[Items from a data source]
==============================
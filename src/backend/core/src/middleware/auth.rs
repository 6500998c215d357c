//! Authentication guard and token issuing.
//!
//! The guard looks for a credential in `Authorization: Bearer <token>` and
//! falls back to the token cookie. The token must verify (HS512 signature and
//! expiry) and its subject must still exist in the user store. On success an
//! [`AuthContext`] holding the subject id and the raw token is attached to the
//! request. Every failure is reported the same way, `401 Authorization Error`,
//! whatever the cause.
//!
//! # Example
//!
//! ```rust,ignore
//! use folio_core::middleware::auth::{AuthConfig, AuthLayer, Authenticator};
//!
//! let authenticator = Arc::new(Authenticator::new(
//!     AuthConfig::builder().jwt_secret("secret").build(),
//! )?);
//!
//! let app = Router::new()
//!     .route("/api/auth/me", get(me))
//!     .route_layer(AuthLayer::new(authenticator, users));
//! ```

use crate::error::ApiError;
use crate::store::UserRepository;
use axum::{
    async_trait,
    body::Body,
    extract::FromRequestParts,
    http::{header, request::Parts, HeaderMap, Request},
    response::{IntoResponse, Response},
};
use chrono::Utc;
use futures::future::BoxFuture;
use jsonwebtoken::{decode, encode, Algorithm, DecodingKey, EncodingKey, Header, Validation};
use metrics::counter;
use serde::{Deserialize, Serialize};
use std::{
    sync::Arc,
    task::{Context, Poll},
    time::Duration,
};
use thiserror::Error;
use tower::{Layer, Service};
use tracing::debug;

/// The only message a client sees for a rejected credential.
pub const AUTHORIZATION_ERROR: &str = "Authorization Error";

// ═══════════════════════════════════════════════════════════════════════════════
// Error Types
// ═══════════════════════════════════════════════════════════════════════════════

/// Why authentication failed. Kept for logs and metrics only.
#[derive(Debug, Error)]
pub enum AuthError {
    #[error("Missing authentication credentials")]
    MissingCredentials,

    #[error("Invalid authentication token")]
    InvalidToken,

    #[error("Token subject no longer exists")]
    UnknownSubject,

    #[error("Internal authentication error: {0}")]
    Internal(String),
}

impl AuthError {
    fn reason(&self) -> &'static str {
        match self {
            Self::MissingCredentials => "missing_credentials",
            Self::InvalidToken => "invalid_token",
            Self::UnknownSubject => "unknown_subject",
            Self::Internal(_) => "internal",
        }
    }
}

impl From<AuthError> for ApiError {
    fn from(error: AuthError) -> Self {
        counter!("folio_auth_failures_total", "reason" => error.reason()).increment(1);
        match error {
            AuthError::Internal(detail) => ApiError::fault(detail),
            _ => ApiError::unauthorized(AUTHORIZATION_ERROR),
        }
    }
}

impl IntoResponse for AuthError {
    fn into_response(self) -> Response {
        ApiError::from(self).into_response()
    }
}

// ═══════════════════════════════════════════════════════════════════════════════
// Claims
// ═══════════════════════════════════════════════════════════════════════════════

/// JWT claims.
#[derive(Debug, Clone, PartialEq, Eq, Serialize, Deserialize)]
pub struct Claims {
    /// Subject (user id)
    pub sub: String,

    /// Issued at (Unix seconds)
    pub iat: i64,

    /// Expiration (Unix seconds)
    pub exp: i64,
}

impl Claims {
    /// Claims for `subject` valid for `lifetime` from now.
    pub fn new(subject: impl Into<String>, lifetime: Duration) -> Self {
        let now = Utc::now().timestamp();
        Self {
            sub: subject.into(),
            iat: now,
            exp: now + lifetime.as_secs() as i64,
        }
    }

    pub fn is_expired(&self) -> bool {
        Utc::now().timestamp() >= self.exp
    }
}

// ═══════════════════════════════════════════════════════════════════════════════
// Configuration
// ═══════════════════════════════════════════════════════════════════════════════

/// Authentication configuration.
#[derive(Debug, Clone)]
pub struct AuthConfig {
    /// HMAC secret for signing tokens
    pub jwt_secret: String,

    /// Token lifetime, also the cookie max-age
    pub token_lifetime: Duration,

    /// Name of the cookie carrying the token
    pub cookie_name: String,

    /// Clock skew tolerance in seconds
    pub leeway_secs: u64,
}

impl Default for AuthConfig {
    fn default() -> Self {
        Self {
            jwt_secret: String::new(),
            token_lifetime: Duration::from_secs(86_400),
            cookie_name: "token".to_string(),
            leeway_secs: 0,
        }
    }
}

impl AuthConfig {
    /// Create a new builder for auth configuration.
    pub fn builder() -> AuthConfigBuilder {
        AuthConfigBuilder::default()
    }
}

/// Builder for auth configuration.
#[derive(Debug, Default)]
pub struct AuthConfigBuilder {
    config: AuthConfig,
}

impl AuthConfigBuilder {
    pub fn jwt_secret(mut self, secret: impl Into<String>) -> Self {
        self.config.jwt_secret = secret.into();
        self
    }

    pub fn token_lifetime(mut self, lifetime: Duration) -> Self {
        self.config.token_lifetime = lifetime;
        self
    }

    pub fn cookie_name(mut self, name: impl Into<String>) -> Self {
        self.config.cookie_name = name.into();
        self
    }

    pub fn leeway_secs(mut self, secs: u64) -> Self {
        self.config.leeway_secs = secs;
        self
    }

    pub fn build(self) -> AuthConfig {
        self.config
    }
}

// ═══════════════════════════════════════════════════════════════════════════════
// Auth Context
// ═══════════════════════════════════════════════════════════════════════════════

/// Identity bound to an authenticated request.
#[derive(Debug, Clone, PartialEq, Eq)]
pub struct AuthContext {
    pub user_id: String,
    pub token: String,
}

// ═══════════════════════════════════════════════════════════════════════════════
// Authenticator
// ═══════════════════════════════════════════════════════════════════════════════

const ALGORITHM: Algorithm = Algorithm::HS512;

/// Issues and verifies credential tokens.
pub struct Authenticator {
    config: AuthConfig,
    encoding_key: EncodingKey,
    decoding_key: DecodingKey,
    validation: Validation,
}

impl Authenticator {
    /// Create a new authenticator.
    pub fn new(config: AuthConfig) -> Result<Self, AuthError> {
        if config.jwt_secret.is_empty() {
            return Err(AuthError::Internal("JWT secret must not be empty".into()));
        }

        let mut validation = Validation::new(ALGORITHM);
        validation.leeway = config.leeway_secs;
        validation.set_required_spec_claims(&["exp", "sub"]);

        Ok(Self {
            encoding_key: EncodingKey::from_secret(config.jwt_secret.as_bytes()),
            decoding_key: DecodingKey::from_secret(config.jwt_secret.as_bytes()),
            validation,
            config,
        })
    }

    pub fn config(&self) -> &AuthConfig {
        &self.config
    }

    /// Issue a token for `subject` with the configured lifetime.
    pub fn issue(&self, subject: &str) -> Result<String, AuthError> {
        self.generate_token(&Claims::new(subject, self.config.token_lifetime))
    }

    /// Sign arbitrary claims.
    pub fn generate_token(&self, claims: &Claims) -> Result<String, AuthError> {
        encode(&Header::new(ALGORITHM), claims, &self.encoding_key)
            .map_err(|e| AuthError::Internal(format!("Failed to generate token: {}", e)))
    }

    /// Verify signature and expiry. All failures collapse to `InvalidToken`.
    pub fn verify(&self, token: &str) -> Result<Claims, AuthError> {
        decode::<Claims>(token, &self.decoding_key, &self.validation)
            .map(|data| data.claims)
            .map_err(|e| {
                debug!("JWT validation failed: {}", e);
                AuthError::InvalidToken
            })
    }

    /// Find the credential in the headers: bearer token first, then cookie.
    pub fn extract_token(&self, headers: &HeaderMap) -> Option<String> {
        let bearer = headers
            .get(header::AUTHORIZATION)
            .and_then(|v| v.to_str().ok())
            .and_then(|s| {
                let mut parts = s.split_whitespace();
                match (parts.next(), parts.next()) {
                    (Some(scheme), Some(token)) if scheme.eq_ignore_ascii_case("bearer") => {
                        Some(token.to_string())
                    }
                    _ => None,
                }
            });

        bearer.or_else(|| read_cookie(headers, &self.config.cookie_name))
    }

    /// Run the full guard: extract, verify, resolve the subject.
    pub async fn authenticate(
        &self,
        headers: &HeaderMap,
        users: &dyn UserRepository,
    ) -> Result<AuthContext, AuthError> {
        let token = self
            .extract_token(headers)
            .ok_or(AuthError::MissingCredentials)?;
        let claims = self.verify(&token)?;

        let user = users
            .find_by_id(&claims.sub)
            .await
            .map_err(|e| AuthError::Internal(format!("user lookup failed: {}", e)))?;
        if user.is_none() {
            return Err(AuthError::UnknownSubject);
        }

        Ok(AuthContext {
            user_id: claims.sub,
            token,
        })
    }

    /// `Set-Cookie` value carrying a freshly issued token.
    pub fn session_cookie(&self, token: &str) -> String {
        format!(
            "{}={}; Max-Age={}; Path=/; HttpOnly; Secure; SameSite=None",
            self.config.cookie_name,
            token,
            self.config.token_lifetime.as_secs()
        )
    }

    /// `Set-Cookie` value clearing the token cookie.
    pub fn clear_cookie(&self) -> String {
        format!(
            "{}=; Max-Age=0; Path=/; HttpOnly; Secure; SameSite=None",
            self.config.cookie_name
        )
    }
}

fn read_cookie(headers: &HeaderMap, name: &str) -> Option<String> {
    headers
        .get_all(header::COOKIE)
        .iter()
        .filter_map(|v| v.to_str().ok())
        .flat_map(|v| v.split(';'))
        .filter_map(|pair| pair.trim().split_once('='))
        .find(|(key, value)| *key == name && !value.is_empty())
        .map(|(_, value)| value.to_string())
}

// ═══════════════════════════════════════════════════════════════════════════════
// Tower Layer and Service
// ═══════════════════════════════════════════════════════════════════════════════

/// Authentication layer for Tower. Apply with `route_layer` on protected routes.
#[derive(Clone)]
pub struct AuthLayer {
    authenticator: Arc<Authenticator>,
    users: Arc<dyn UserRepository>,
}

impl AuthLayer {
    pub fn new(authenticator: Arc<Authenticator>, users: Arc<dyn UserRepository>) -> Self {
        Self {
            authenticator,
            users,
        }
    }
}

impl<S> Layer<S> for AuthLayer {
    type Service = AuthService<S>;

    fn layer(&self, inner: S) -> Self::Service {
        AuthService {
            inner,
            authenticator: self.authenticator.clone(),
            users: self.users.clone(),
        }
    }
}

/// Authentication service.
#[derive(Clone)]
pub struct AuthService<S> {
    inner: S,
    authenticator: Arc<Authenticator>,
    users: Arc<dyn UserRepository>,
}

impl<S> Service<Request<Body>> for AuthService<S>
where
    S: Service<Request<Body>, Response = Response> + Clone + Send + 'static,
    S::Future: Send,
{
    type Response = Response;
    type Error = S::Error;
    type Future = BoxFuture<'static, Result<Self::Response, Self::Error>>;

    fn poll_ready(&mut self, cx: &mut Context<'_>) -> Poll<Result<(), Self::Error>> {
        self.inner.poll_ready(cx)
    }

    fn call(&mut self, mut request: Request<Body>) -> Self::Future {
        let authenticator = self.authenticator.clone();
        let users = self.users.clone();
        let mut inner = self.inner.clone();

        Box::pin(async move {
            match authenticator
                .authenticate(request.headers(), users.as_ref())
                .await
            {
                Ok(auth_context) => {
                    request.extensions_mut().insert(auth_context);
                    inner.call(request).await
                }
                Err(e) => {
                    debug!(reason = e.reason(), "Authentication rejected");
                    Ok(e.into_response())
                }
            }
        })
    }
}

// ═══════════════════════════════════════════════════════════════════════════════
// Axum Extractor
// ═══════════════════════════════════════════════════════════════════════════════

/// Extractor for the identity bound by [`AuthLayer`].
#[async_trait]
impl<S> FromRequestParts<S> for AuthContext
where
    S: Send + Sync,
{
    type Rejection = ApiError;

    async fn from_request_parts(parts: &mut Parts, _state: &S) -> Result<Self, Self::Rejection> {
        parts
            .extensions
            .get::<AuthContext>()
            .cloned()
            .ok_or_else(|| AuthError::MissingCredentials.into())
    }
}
==============================
TASK BRIEF: Please copy the lines in the records above between the one holding "match authenticator" and the one holding "Ok(e.into_response())", inclusive, exactly and with no other line.

EXERCISE OUTPUT:
            match authenticator
                .authenticate(request.headers(), users.as_ref())
                .await
            {
                Ok(auth_context) => {
                    request.extensions_mut().insert(auth_context);
                    inner.call(request).await
                }
                Err(e) => {
                    debug!(reason = e.reason(), "Authentication rejected");
                    Ok(e.into_response())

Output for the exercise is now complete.